# A strange introduction :)



## Mistique

Apparently I have to introduce myself before I can ad anything to this forum, so I will do so 

It does not matter who I am, what Job I do or what life I lead. It does not matter who I love, who makes me cry and who I dream about in the middle of the night. None of this will have any meaning to you. You do not know me anymore than I know you and you probably don´t care anymore than I do. None of this is relevant.

What is relevant is that I have a great pashion for writing and my imagination seems to know no boundries. None that I have seen up to today anyway. I am looking for a co-writter. Someone who, like me, wants to create characters that lives in a world of our imagination. Someone who does not care if this end in a good or bad story. This does not matter. All that matters is that they come alive and that possible maybe alone the way our writing skills and our ability to create deapth in characters becomes stronger.

If you want to know how this practically all works let me know and I will tell you and hopefully you will decide to become my writting buddy and we will discover that together we are better than we ever dreamed we could be  or at least we will have lots of fun trying

In case you spot all sorts of spelling errors in this thread, observant as you are, you would have to find it in your heart to forgive me.
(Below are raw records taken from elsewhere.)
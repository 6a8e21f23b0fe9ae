//! Protocol building blocks shared by the client and the server.
//!
//! - [`envelope`]: wire header, message kinds and bodies
//! - [`assertion`]: per-peer selective-repeat windows
//! - [`queue`]: FIFO handing delivered payloads to the application
//! - [`transport`]: datagram primitives over `std::net::UdpSocket`
//! - [`simulator`]: loss and duplication injection for tests and demos
//! - [`config`]: client and server settings
//! - [`error`]: error enums and disconnect reasons
//! - [`chat`]: line framing used by the relay binaries

pub mod assertion;
pub mod chat;
pub mod config;
pub mod envelope;
pub mod error;
pub mod queue;
pub mod simulator;
pub mod transport;

pub use assertion::{Assertion, AssertionStats, Received};
pub use config::{ClientConfig, ServerConfig};
pub use envelope::{Body, Envelope, Header, MessageKind, HEADER_LEN, UNRELIABLE};
pub use error::{DisconnectReason, ReliabilityError, WireError};
pub use queue::{Message, MessageQueue};
pub use transport::Transport;

/// Unacknowledged reliable messages a peer may have in flight.
pub const WINDOW_CAPACITY: u32 = 256;

/// Largest payload that fits a Custom body in one default-sized datagram.
pub const MAX_PAYLOAD: usize = max_payload(config::DEFAULT_BUFFER_CAPACITY);

/// Largest Custom payload a peer receiving into `buffer_capacity` bytes
/// can decode. The body carries a 4-byte peer id ahead of the payload.
pub const fn max_payload(buffer_capacity: usize) -> usize {
    buffer_capacity.saturating_sub(HEADER_LEN + 4)
}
English is not my birth language and therefore it may not be perfect, but it will do


----------



## The Backward OX

Wow.


----------



## blackthorn

That was very profound...

Welcome to the site, Mistique! I look forward to reading some of your work.


----------



## James Antony

Hey, welcome to the site =]
Hope to see you round some time!
And I'd be interested in finding out about your co-writing idea.


----------



## flashgordon

Welcome to the forum Mistique. Sounds like you will fit right in here, glad to have you with us.


----------



## Like a Fox

Bienvenue.
I'm pretty interested in who you dream about in the middle of the night.
Is it a gorilla? That's where my head's at.

A writing partner? What's your niche?

PS Glad you informed us of the spelling thing. 
'Pashion' -  passion. Though I hate to say it, i like it your way.


----------



## eggo

Well,

You certainly ain't a robot. 

See you around the boards.


----------



## Mistique

*Thanks guys*

Thank you all for such a warm welcome  makes a girl feel right at home


James, it is rather easy. I exchange msn adresses with whoever chooses to write with me, if only to give it a try. We then meet there. We each think of a character and together we decide on a place and a time. Whatever we want, today in London or centuries ago in Russia, anything goes as long as we both find it an inspirational time and place. The motivations of your character or his or her hidden agenda or secrets are completely up to you. I have no say about that and neither do you about mine. We then start writing there and then. You start or I do with 3 or 4 lines and then the other writer takes over and writes 3 or 4 lines and so on. You can do whatever you want in your lines; introduces completely new characters like your characters sister or someone from his or her past, have police officers arrest you, a street robber jump out of nowhere or simply leave without saying a word. You could actually do something much less dramatic than that and simply say hallo . There is no point of thinking out the storyline all the way to the end because it will go directions you didn´t think of anyway because the other character reacts to yours in ways you may not have expected. The only thing you absolutely can not do is speak on behalve of the character of your co-writer. After that you just let them live..........and experience teaches me that you will end up in a story that neither of us planned and that just seemed to appear from the twilightzone between your mind and mine.


Now last but not least, fox. If your so interested in my dreams, come and write with me, I would love to give it a go with you  And just maybe you will find my dreams hidden in the thoughts and secrets of my character as I tend to do that. My character is never like me, but always like the me I dream about. Who knows maybe my next dream will be about a fox..............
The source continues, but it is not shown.